Example: UPI/CVoter Poll
How It’s Done: The UPI/CVoter poll is one of two mainstream polls that has often predicted a Trump victory or shown a nearly tied election (the other is the University of Southern California/ Los Angeles Times poll). Both polls use last vote recall, where pollsters ask respondents who they voted for in the last presidential election to gauge how many voters are switching parties or won’t vote at all after participating in the last election. According to Yashwant Deshmukh of CVoter, last vote recall accounts for the Trump lead in his past predictions. However, UPI’s latest data shows Clinton with a comfortable lead.
CVoter has a "C+" on Silver’s pollster ratings.
After using a phone model in 2012, CVoter has moved online for 2016, experimenting with multiple platforms (like SurveyMonkey, Google, etc.) to garner about 250 responses per day. Internet users are incentivized to answer. Boosters focus on specific demographics — for example, one survey is in Spanish, exclusively targeting Latino voters.
CVoter measures likely voters by simply asking, "How likely are you to vote?" Its cut-off model removes unlikely and undecided voters from the equation. Like Marist, CVoter polls nationally based on population per state.
Strengths: It’s fast. UPI can update predictions with the data from 250 responses every day.
Weaknesses: Because the poll is online and compensated in some way, it’s tainted with participation bias — tendencies that skew the data.
"It is not a random probability sample," Deshmukh said. "Nobody claims that."
Deshmukh conceded that he’s "not a big fan of online samples," and if possible, he would have chosen a calling model with both landlines and mobiles. However, using automated dialers to call cells is illegal in the United States, and hand-dialing each number would make the process too expensive, he said.
Also, there’s a reason why most pollsters don’t use last vote recall — it relies on people remembering actions from four years ago, and respondents may misreport.
Deshmukh did not directly address his company's "C+" rating on FiveThirtyEight.
3. Unscientific Surveys
Unscientific surveys are Internet-based polls that ask the user - anyone who comes to the site - to indicate their preference. They can quickly get feedback on a real-time event, such as a debate or a political convention.
Example: The First Debate
The day after the first 2016 presidential debate, Trump tweeted out that his "movement" had won the night before. He included an image with 10 polls all showing him as the victor. However, national polls conducted during the week following the debate implied a bump in Clinton's overall popularity.

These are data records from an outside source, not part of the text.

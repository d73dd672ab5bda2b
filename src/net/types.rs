//! Wire DTOs for the account API boundary.
//!
//! DESIGN
//! ======
//! Backends in this platform disagree on naming (`accessToken` vs `access`)
//! and on id encoding (number vs string). The aliases and the lenient
//! `UserId` deserializer absorb those differences here so the session layer
//! only ever sees one shape.

#[cfg(test)]
#[path = "types_test.rs"]
mod types_test;

use std::fmt;

use serde::de::Error as _;
use serde::{Deserialize, Deserializer, Serialize};

/// Account role. Selects registration endpoint, payload shape, and home view.
#[derive(Clone, Copy, Debug, Default, PartialEq, Eq, Hash, Serialize, Deserialize)]
#[serde(rename_all = "lowercase")]
pub enum Role {
    #[default]
    Candidate,
    Company,
}

impl Role {
    /// Path segment used by `POST /accounts/register/{role}`.
    #[must_use]
    pub fn path_segment(self) -> &'static str {
        match self {
            Self::Candidate => "candidate",
            Self::Company => "company",
        }
    }

    /// Dashboard route for accounts of this role.
    #[must_use]
    pub fn home_path(self) -> &'static str {
        match self {
            Self::Candidate => "/candidate",
            Self::Company => "/company",
        }
    }

    #[must_use]
    pub fn label(self) -> &'static str {
        match self {
            Self::Candidate => "Candidate",
            Self::Company => "Company",
        }
    }
}

/// Opaque account identifier. Accepts a JSON number or string on input.
#[derive(Clone, Debug, PartialEq, Eq, Hash, Serialize)]
#[serde(transparent)]
pub struct UserId(pub String);

impl<'de> Deserialize<'de> for UserId {
    fn deserialize<D>(deserializer: D) -> Result<Self, D::Error>
    where
        D: Deserializer<'de>,
    {
        match serde_json::Value::deserialize(deserializer)? {
            serde_json::Value::String(id) if !id.is_empty() => Ok(Self(id)),
            serde_json::Value::Number(number) => {
                if let Some(int) = number.as_i64() {
                    return Ok(Self(int.to_string()));
                }
                if let Some(uint) = number.as_u64() {
                    return Ok(Self(uint.to_string()));
                }
                Err(D::Error::custom("expected integer id"))
            }
            _ => Err(D::Error::custom("expected non-empty string or integer id")),
        }
    }
}

impl fmt::Display for UserId {
    fn fmt(&self, f: &mut fmt::Formatter<'_>) -> fmt::Result {
        f.write_str(&self.0)
    }
}

/// An authenticated account as returned by login, register, and `/accounts/me`.
#[derive(Clone, Debug, PartialEq, Eq, Serialize, Deserialize)]
pub struct User {
    /// Account identifier.
    pub id: UserId,
    /// Login email address.
    pub email: String,
    /// Candidate or company account.
    pub role: Role,
    /// Given name (candidate accounts).
    #[serde(default, alias = "firstName")]
    pub first_name: Option<String>,
    /// Family name (candidate accounts).
    #[serde(default, alias = "lastName")]
    pub last_name: Option<String>,
    /// Registered company name (company accounts).
    #[serde(default, alias = "companyName")]
    pub company_name: Option<String>,
}

impl User {
    /// Name shown in headers and greetings.
    ///
    /// Company accounts use the company name; candidates use their full name.
    /// Falls back to the email address when the profile fields are blank.
    #[must_use]
    pub fn display_name(&self) -> String {
        if self.role == Role::Company {
            if let Some(name) = non_blank(self.company_name.as_deref()) {
                return name.to_owned();
            }
        }
        let parts: Vec<&str> = [self.first_name.as_deref(), self.last_name.as_deref()]
            .into_iter()
            .filter_map(non_blank)
            .collect();
        if parts.is_empty() {
            self.email.clone()
        } else {
            parts.join(" ")
        }
    }
}

fn non_blank(value: Option<&str>) -> Option<&str> {
    value.map(str::trim).filter(|v| !v.is_empty())
}

/// Email + password pair. Held only for the duration of a login call.
#[derive(Clone, PartialEq, Eq, Serialize)]
pub struct Credentials {
    pub email: String,
    pub password: String,
}

impl Credentials {
    #[must_use]
    pub fn new(email: impl Into<String>, password: impl Into<String>) -> Self {
        Self { email: email.into(), password: password.into() }
    }
}

impl fmt::Debug for Credentials {
    fn fmt(&self, f: &mut fmt::Formatter<'_>) -> fmt::Result {
        f.debug_struct("Credentials")
            .field("email", &self.email)
            .field("password", &"<redacted>")
            .finish()
    }
}

/// Candidate sign-up payload.
#[derive(Clone, PartialEq, Eq, Serialize)]
pub struct CandidateProfile {
    pub email: String,
    pub password: String,
    pub first_name: String,
    pub last_name: String,
}

/// Company sign-up payload.
#[derive(Clone, PartialEq, Eq, Serialize)]
pub struct CompanyProfile {
    pub email: String,
    pub password: String,
    pub company_name: String,
}

/// Registration request; the variant decides endpoint and payload shape.
#[derive(Clone, PartialEq, Eq)]
pub enum RegistrationProfile {
    Candidate(CandidateProfile),
    Company(CompanyProfile),
}

impl RegistrationProfile {
    #[must_use]
    pub fn role(&self) -> Role {
        match self {
            Self::Candidate(_) => Role::Candidate,
            Self::Company(_) => Role::Company,
        }
    }

    #[must_use]
    pub fn email(&self) -> &str {
        match self {
            Self::Candidate(p) => &p.email,
            Self::Company(p) => &p.email,
        }
    }

    /// JSON body sent to the role-specific registration endpoint.
    #[must_use]
    pub fn payload(&self) -> serde_json::Value {
        match self {
            Self::Candidate(p) => serde_json::json!({
                "email": p.email,
                "password": p.password,
                "first_name": p.first_name,
                "last_name": p.last_name,
            }),
            Self::Company(p) => serde_json::json!({
                "email": p.email,
                "password": p.password,
                "company_name": p.company_name,
            }),
        }
    }
}

impl fmt::Debug for RegistrationProfile {
    fn fmt(&self, f: &mut fmt::Formatter<'_>) -> fmt::Result {
        f.debug_struct("RegistrationProfile")
            .field("role", &self.role())
            .field("email", &self.email())
            .finish_non_exhaustive()
    }
}

/// Successful login/register body.
#[derive(Clone, Debug, PartialEq, Eq, Deserialize)]
pub struct AuthResponse {
    #[serde(alias = "accessToken", alias = "access")]
    pub access_token: String,
    #[serde(default, alias = "refreshToken", alias = "refresh")]
    pub refresh_token: Option<String>,
    pub user: User,
}

/// Successful token refresh body. Rotation of the refresh token is optional.
#[derive(Clone, Debug, PartialEq, Eq, Deserialize)]
pub struct RefreshResponse {
    #[serde(alias = "accessToken", alias = "access")]
    pub access_token: String,
    #[serde(default, alias = "refreshToken", alias = "refresh")]
    pub refresh_token: Option<String>,
}
//! Reusable UI component modules.
//!
//! SYSTEM CONTEXT
//! ==============
//! Components read the session mirror from Leptos context; none of them
//! mutate the session directly.

pub mod form_errors;
pub mod protected_route;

So why did 10 polls indicate that she had lost the debate?
Websites like Drudge Report and CNBC launched surveys to try to monitor how each candidate performed. They were unscientific, in that they didn't use any controls. Forget categories like "likely" or "registered" voters -- anyone from around the world could respond, and if someone used proxies, the user could get into the survey multiple times. Also, as Miringoff noted, the East Coast respondents would only be those who were fired up and and would not be representative of national opinion.
Strengths: Unscientific polls yield nearly immediate results. As Gelman said, “People want to click every day, so you have to have something new."
Weaknesses: There is absolutely no evidence that they're believable.
What It All Means
According to Cohen, data from the last 15 presidential campaigns indicate that polls don't move much between October and Election Day. So based on current polls, the U.S. is is more likely to elect its first female president on Nov. 8.
But the final tally will probably be close, Gelman said. In the end, what matters is which "likely voters" turn up to the voting booths.
“There is evidence that there’s higher turnout in close elections," Gelman said.
And polls are subject to human error and can be wrong, as Cohen pointed out.
“These are tools built by very fallible people,” he said.